WORK REQUIRED: From the line with "pub const DEFAULT_SWAP_PARAMETERS_PATH: &str" to the line with "pub const CLIENT_ID_HEADER: &str", retype every line exactly, including those two, and leave out the rest of the data below.

(Collection entries)
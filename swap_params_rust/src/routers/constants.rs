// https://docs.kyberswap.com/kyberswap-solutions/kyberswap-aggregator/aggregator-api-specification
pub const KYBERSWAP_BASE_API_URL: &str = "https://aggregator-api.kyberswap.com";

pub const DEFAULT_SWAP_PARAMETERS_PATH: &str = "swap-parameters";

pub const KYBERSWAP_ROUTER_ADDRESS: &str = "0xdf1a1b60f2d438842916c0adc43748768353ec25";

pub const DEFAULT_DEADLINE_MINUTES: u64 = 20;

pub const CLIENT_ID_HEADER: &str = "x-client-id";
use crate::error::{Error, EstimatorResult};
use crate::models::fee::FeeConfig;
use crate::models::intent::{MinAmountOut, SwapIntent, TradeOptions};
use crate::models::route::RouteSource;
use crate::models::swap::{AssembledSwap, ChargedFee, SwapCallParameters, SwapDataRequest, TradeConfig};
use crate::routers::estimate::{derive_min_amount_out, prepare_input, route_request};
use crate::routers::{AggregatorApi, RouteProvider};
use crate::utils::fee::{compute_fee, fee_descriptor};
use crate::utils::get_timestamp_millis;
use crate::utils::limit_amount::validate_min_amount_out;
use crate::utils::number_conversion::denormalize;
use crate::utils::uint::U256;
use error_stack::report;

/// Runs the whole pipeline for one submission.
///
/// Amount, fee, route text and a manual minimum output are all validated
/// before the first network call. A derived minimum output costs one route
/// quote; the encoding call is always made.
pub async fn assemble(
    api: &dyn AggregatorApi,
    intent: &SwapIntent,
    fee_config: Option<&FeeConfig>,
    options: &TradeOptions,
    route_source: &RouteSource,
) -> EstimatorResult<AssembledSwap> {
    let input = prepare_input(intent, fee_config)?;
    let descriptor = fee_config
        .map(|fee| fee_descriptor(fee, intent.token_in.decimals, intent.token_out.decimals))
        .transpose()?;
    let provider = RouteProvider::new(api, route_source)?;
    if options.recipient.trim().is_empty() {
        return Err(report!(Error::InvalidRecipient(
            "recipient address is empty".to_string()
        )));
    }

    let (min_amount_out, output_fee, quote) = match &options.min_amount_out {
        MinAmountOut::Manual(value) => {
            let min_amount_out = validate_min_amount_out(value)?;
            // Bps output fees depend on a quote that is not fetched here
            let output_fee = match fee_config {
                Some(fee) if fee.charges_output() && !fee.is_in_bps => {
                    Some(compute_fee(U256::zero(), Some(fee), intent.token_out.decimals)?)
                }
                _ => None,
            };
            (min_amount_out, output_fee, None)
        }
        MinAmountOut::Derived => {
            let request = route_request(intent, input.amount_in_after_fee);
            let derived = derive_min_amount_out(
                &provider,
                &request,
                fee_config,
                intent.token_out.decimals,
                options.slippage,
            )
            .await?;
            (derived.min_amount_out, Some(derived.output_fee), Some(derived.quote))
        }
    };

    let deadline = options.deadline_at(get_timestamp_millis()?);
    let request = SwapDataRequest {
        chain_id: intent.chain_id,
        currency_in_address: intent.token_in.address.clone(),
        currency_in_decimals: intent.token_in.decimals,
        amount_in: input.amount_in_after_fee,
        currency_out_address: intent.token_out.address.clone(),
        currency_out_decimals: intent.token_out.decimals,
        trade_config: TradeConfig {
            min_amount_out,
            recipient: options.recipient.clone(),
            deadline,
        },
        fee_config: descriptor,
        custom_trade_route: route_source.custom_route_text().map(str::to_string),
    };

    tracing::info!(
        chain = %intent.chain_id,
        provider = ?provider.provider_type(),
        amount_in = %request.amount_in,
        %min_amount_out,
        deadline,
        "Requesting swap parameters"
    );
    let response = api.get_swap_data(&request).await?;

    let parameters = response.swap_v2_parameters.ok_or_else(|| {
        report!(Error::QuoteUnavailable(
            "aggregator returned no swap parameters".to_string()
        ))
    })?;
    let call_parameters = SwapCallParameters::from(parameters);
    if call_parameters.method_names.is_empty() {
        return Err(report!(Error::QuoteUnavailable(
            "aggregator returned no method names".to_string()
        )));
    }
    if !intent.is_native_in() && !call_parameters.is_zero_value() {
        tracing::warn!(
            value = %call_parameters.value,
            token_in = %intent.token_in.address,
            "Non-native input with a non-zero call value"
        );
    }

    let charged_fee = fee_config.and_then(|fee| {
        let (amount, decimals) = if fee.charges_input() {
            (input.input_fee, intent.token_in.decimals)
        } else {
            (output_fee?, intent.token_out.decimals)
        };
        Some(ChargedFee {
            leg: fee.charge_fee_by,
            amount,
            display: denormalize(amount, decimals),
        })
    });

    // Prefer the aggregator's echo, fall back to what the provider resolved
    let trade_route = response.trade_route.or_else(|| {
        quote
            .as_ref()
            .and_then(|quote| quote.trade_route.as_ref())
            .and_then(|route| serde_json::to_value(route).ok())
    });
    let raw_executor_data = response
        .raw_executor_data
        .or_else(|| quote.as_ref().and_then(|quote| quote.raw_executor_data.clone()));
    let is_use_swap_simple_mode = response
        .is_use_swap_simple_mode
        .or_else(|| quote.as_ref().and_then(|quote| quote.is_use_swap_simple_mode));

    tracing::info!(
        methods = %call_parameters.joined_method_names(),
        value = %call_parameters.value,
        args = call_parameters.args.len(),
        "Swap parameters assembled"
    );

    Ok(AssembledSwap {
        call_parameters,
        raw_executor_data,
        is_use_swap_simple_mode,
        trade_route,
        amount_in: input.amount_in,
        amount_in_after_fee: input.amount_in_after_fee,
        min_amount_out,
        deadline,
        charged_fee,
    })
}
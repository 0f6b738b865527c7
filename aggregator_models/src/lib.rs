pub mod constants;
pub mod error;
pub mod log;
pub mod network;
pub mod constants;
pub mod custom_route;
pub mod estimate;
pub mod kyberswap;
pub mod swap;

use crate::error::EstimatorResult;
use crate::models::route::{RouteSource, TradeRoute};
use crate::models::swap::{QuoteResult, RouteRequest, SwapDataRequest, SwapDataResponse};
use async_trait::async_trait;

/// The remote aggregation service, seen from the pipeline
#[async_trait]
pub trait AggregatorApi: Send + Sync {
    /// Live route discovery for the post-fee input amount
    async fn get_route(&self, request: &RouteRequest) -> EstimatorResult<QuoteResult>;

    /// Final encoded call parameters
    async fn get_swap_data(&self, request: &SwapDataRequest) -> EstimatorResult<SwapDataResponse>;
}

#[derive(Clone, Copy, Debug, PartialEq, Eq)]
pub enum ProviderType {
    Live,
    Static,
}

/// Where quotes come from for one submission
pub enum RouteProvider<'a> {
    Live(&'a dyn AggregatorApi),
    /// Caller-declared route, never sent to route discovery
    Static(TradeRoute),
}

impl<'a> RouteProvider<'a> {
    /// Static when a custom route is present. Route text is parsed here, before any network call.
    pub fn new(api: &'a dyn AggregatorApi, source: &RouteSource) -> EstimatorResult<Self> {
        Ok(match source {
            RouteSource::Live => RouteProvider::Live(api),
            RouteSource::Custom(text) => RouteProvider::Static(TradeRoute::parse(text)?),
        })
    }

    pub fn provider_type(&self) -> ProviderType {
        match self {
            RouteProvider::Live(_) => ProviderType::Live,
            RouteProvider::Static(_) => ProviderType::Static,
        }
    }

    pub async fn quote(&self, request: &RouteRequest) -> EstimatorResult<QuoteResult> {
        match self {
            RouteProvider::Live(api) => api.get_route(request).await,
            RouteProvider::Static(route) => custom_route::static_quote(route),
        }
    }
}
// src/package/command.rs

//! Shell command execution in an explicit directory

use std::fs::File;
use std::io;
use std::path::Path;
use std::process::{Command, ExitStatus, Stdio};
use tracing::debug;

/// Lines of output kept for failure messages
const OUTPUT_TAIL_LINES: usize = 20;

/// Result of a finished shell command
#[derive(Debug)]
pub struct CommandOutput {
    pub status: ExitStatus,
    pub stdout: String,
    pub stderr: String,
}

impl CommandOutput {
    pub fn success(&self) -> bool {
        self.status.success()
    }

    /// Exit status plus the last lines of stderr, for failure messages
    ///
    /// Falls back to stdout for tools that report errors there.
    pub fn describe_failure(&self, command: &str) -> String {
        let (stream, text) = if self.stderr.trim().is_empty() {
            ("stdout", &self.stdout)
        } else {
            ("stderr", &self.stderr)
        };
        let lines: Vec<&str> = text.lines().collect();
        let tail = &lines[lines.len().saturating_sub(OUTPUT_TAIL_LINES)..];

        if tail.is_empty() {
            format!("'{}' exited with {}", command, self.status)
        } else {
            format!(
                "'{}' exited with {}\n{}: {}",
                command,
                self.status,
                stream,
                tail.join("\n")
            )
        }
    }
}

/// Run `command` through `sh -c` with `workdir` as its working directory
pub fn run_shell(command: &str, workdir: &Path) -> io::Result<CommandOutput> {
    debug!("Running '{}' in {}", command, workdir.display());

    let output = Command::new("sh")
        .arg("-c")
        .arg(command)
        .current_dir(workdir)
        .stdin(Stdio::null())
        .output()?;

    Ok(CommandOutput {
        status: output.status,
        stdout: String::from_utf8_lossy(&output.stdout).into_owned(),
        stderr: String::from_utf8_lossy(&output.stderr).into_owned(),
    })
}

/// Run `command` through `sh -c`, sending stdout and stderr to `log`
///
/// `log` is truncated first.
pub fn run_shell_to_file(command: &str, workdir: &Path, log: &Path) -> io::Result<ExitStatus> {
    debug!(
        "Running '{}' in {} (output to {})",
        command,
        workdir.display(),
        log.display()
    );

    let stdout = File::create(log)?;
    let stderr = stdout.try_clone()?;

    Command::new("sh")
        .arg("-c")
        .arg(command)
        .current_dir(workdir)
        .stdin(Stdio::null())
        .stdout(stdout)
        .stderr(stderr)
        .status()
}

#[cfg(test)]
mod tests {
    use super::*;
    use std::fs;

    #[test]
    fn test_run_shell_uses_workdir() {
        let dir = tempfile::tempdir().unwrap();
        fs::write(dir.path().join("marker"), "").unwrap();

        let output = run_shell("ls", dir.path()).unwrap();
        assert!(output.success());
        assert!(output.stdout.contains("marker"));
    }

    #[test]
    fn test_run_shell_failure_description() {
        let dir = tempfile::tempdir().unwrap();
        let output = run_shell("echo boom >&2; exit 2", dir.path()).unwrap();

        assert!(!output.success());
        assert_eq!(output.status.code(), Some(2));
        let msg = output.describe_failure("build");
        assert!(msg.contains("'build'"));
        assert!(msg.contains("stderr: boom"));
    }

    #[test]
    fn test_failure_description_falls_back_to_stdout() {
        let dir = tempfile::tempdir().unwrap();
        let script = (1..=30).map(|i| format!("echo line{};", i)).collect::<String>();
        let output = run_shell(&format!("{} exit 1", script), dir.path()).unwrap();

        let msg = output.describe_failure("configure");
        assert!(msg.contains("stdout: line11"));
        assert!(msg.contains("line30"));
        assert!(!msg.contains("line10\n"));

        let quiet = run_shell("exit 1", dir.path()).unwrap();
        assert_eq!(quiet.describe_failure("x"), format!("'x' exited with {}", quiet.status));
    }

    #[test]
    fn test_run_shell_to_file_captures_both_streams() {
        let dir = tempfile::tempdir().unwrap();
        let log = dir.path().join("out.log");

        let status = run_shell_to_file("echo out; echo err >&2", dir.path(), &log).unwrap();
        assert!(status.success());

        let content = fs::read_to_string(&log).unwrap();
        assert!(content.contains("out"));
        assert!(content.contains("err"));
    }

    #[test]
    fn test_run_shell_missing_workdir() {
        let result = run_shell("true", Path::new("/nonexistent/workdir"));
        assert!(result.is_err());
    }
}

...

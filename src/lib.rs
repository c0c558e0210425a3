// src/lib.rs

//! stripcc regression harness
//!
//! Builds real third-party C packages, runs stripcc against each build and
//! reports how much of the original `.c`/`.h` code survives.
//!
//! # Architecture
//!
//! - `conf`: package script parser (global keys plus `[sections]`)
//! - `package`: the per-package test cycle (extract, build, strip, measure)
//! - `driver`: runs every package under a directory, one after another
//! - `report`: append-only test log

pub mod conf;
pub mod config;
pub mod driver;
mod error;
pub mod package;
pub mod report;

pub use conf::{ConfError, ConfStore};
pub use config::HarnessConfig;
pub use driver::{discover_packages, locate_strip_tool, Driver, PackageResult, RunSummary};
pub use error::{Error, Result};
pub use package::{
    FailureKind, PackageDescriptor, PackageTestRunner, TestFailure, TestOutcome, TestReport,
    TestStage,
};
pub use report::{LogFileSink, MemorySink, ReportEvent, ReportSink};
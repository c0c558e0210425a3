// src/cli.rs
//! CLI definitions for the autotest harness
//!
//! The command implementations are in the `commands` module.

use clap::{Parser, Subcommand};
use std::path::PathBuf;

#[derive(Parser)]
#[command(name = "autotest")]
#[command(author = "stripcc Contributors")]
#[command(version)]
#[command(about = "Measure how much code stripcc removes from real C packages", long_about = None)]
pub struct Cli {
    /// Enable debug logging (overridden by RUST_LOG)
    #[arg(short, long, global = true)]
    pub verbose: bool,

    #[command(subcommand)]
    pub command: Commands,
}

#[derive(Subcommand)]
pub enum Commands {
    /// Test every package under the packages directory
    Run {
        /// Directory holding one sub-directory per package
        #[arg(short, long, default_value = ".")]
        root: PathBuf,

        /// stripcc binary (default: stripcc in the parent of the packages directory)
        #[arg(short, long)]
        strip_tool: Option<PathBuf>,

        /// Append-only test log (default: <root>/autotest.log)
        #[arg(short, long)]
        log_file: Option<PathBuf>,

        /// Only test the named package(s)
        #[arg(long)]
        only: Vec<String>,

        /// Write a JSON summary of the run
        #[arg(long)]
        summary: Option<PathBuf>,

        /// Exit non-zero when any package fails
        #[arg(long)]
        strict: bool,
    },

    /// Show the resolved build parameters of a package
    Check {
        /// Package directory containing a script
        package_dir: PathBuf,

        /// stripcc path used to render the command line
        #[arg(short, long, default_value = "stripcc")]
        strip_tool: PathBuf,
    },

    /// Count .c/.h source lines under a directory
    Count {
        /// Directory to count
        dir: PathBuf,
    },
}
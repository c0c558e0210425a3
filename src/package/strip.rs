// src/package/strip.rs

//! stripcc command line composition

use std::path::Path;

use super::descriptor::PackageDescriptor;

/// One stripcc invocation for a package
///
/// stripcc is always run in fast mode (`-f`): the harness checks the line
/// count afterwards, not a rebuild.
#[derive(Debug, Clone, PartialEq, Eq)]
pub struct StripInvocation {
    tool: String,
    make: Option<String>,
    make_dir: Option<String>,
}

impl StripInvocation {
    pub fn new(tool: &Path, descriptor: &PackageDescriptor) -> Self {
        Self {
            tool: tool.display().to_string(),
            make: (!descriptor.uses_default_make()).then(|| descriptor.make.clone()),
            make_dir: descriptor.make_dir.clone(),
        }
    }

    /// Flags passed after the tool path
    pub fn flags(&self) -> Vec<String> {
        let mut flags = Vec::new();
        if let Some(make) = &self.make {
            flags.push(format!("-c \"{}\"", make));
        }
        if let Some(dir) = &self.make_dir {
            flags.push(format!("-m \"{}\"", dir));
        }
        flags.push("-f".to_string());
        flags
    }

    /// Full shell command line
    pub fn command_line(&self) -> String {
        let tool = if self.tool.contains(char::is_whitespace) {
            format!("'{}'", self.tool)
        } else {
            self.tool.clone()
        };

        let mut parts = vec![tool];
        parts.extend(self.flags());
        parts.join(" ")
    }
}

REPLY:
pub const DEFAULT_SWAP_PARAMETERS_PATH: &str = "swap-parameters";

pub const KYBERSWAP_ROUTER_ADDRESS: &str = "0xdf1a1b60f2d438842916c0adc43748768353ec25";

pub const DEFAULT_DEADLINE_MINUTES: u64 = 20;

pub const CLIENT_ID_HEADER: &str = "x-client-id";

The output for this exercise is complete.